Start of Data excerpts
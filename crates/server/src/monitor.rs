use deskslice_protocol::Monitor;

use crate::error::{Result, ServerError};

/// Enumerate attached displays in OS order with 1-based indices.
///
/// The list is captured once at startup and treated as immutable; changing
/// the display topology means restarting the server.
pub fn list_monitors() -> Result<Vec<Monitor>> {
    let monitors = platform::enumerate()?;
    if monitors.is_empty() {
        return Err(ServerError::NoMonitors);
    }
    Ok(monitors)
}

#[cfg(windows)]
mod platform {
    use deskslice_protocol::Monitor;

    use crate::error::Result;

    use windows::Win32::Foundation::{BOOL, LPARAM, RECT, TRUE};
    use windows::Win32::Graphics::Gdi::{
        EnumDisplayMonitors, GetMonitorInfoW, HDC, HMONITOR, MONITORINFO, MONITORINFOF_PRIMARY,
    };

    pub fn enumerate() -> Result<Vec<Monitor>> {
        unsafe extern "system" fn collect(
            handle: HMONITOR,
            _hdc: HDC,
            _clip: *mut RECT,
            data: LPARAM,
        ) -> BOOL {
            let list = &mut *(data.0 as *mut Vec<Monitor>);
            let mut info = MONITORINFO {
                cbSize: std::mem::size_of::<MONITORINFO>() as u32,
                ..Default::default()
            };
            if GetMonitorInfoW(handle, &mut info).as_bool() {
                let r = info.rcMonitor;
                list.push(Monitor {
                    index: list.len() as i32 + 1,
                    x: r.left,
                    y: r.top,
                    w: r.right - r.left,
                    h: r.bottom - r.top,
                    primary: info.dwFlags & MONITORINFOF_PRIMARY != 0,
                });
            }
            TRUE
        }

        let mut list: Vec<Monitor> = Vec::new();
        unsafe {
            let _ = EnumDisplayMonitors(
                HDC::default(),
                None,
                Some(collect),
                LPARAM(&mut list as *mut Vec<Monitor> as isize),
            );
        }
        Ok(list)
    }
}

#[cfg(not(windows))]
mod platform {
    use deskslice_protocol::Monitor;

    use crate::error::{Result, ServerError};

    pub fn enumerate() -> Result<Vec<Monitor>> {
        Err(ServerError::MonitorsUnsupported)
    }
}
End of Data excerpts
## Required work
Among the entries above, tally each line with the string "handle" and state that figure only.

## Expected answer
2